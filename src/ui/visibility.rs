//! Viewport visibility hook and the `Reveal` wrapper
//!
//! `use_visibility_trigger` binds an `IntersectionObserver` to whatever div
//! the returned `NodeRef` is attached to. The decisions (when to fire, when a
//! watcher is stale) live in `core::VisibilityTrigger`; this module only
//! manages the browser observer lifecycle:
//! - a new observer whenever the bound element or the options change
//! - the previous observer disconnected first
//! - disconnected as soon as it fires, and on unmount

use leptos::html::Div;
use leptos::prelude::*;

use crate::core::{DEFAULT_THRESHOLD, VisibilityOptions, VisibilityTrigger};

#[cfg(not(feature = "ssr"))]
use crate::core::IntersectionSample;
#[cfg(not(feature = "ssr"))]
use leptos::wasm_bindgen::{JsCast, JsValue, closure::Closure};
#[cfg(not(feature = "ssr"))]
use leptos::web_sys;

#[cfg(not(feature = "ssr"))]
type ObserverCallback = Closure<dyn FnMut(js_sys::Array, web_sys::IntersectionObserver)>;

/// Live browser observer; dropping it disconnects
#[cfg(not(feature = "ssr"))]
struct ObserverHandle {
    observer: web_sys::IntersectionObserver,
    _callback: ObserverCallback,
}

#[cfg(not(feature = "ssr"))]
impl Drop for ObserverHandle {
    fn drop(&mut self) {
        self.observer.disconnect();
    }
}

/// Observe a region and report, once, that it became visible.
///
/// Returns the `NodeRef` to bind (`node_ref=...`) and the visibility signal.
/// The signal stays `false` until the first qualifying intersection and
/// never goes back. If nothing is ever bound it simply stays `false`.
pub fn use_visibility_trigger(
    options: impl Into<Signal<VisibilityOptions>>,
) -> (NodeRef<Div>, Signal<bool>) {
    let options = options.into();
    let target = NodeRef::<Div>::new();
    let trigger = RwSignal::new(VisibilityTrigger::new(options.get_untracked()));
    let is_visible = Signal::derive(move || trigger.with(|t| t.is_visible()));

    #[cfg(not(feature = "ssr"))]
    {
        let handle = StoredValue::new_local(None::<ObserverHandle>);

        Effect::new(move |_| {
            let element = target.get();
            let options = options.get();

            // Previous observer goes away before anything new is attached
            handle.set_value(None);

            let watcher = trigger
                .try_update(|t| {
                    t.reconfigure(options.clone());
                    if element.is_some() {
                        t.attach()
                    } else {
                        t.release();
                        None
                    }
                })
                .flatten();

            let (Some(element), Some(watcher)) = (element, watcher) else {
                return;
            };

            let callback = ObserverCallback::new(
                move |entries: js_sys::Array, observer: web_sys::IntersectionObserver| {
                    for entry in entries.iter() {
                        let entry: web_sys::IntersectionObserverEntry = entry.unchecked_into();
                        let sample = IntersectionSample::new(
                            entry.is_intersecting(),
                            entry.intersection_ratio(),
                        );
                        let fired = trigger
                            .try_update(|t| t.on_intersection(watcher, sample))
                            .unwrap_or(false);
                        if fired {
                            observer.disconnect();
                            break;
                        }
                    }
                },
            );

            let init = web_sys::IntersectionObserverInit::new();
            init.set_threshold(&JsValue::from_f64(options.threshold));
            init.set_root_margin(&options.root_margin);

            match web_sys::IntersectionObserver::new_with_options(
                callback.as_ref().unchecked_ref(),
                &init,
            ) {
                Ok(observer) => {
                    observer.observe(&element);
                    handle.set_value(Some(ObserverHandle {
                        observer,
                        _callback: callback,
                    }));
                }
                Err(_) => {
                    leptos::logging::warn!("IntersectionObserver unavailable, region stays hidden");
                    trigger.try_update(|t| t.release());
                }
            }
        });

        on_cleanup(move || {
            handle.try_update_value(|h| *h = None);
        });
    }

    (target, is_visible)
}

/// Wrapper that fades/slides its children in the first time it scrolls into view
#[component]
pub fn Reveal(
    children: Children,
    /// Extra classes for the wrapper div
    #[prop(optional)]
    class: &'static str,
    /// Fraction of the wrapper that must be visible
    #[prop(default = DEFAULT_THRESHOLD)]
    threshold: f64,
) -> impl IntoView {
    let (node_ref, is_visible) =
        use_visibility_trigger(VisibilityOptions::with_threshold(threshold));

    view! {
        <div
            node_ref=node_ref
            class=move || {
                if is_visible.get() {
                    format!("reveal visible {}", class)
                } else {
                    format!("reveal {}", class)
                }
            }
        >
            {children()}
        </div>
    }
}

....

* Work task *
With nothing added or dropped, retype the listing above.

* Solution to this exercise *
filename src/ui/visibility.rs
//! Viewport visibility hook and the `Reveal` wrapper
//!
//! `use_visibility_trigger` binds an `IntersectionObserver` to whatever div
//! the returned `NodeRef` is attached to. The decisions (when to fire, when a
//! watcher is stale) live in `core::VisibilityTrigger`; this module only
//! manages the browser observer lifecycle:
//! - a new observer whenever the bound element or the options change
//! - the previous observer disconnected first
//! - disconnected as soon as it fires, and on unmount

use leptos::html::Div;
use leptos::prelude::*;

use crate::core::{DEFAULT_THRESHOLD, VisibilityOptions, VisibilityTrigger};

#[cfg(not(feature = "ssr"))]
use crate::core::IntersectionSample;
#[cfg(not(feature = "ssr"))]
use leptos::wasm_bindgen::{JsCast, JsValue, closure::Closure};
#[cfg(not(feature = "ssr"))]
use leptos::web_sys;

#[cfg(not(feature = "ssr"))]
type ObserverCallback = Closure<dyn FnMut(js_sys::Array, web_sys::IntersectionObserver)>;

/// Live browser observer; dropping it disconnects
#[cfg(not(feature = "ssr"))]
struct ObserverHandle {
    observer: web_sys::IntersectionObserver,
    _callback: ObserverCallback,
}

#[cfg(not(feature = "ssr"))]
impl Drop for ObserverHandle {
    fn drop(&mut self) {
        self.observer.disconnect();
    }
}

/// Observe a region and report, once, that it became visible.
///
/// Returns the `NodeRef` to bind (`node_ref=...`) and the visibility signal.
/// The signal stays `false` until the first qualifying intersection and
/// never goes back. If nothing is ever bound it simply stays `false`.
pub fn use_visibility_trigger(
    options: impl Into<Signal<VisibilityOptions>>,
) -> (NodeRef<Div>, Signal<bool>) {
    let options = options.into();
    let target = NodeRef::<Div>::new();
    let trigger = RwSignal::new(VisibilityTrigger::new(options.get_untracked()));
    let is_visible = Signal::derive(move || trigger.with(|t| t.is_visible()));

    #[cfg(not(feature = "ssr"))]
    {
        let handle = StoredValue::new_local(None::<ObserverHandle>);

        Effect::new(move |_| {
            let element = target.get();
            let options = options.get();

            // Previous observer goes away before anything new is attached
            handle.set_value(None);

            let watcher = trigger
                .try_update(|t| {
                    t.reconfigure(options.clone());
                    if element.is_some() {
                        t.attach()
                    } else {
                        t.release();
                        None
                    }
                })
                .flatten();

            let (Some(element), Some(watcher)) = (element, watcher) else {
                return;
            };

            let callback = ObserverCallback::new(
                move |entries: js_sys::Array, observer: web_sys::IntersectionObserver| {
                    for entry in entries.iter() {
                        let entry: web_sys::IntersectionObserverEntry = entry.unchecked_into();
                        let sample = IntersectionSample::new(
                            entry.is_intersecting(),
                            entry.intersection_ratio(),
                        );
                        let fired = trigger
                            .try_update(|t| t.on_intersection(watcher, sample))
                            .unwrap_or(false);
                        if fired {
                            observer.disconnect();
                            break;
                        }
                    }
                },
            );

            let init = web_sys::IntersectionObserverInit::new();
            init.set_threshold(&JsValue::from_f64(options.threshold));
            init.set_root_margin(&options.root_margin);

            match web_sys::IntersectionObserver::new_with_options(
                callback.as_ref().unchecked_ref(),
                &init,
            ) {
                Ok(observer) => {
                    observer.observe(&element);
                    handle.set_value(Some(ObserverHandle {
                        observer,
                        _callback: callback,
                    }));
                }
                Err(_) => {
                    leptos::logging::warn!("IntersectionObserver unavailable, region stays hidden");
                    trigger.try_update(|t| t.release());
                }
            }
        });

        on_cleanup(move || {
            handle.try_update_value(|h| *h = None);
        });
    }

    (target, is_visible)
}

/// Wrapper that fades/slides its children in the first time it scrolls into view
#[component]
pub fn Reveal(
    children: Children,
    /// Extra classes for the wrapper div
    #[prop(optional)]
    class: &'static str,
    /// Fraction of the wrapper that must be visible
    #[prop(default = DEFAULT_THRESHOLD)]
    threshold: f64,
) -> impl IntoView {
    let (node_ref, is_visible) =
        use_visibility_trigger(VisibilityOptions::with_threshold(threshold));

    view! {
        <div
            node_ref=node_ref
            class=move || {
                if is_visible.get() {
                    format!("reveal visible {}", class)
                } else {
                    format!("reveal {}", class)
                }
            }
        >
            {children()}
        </div>
    }
}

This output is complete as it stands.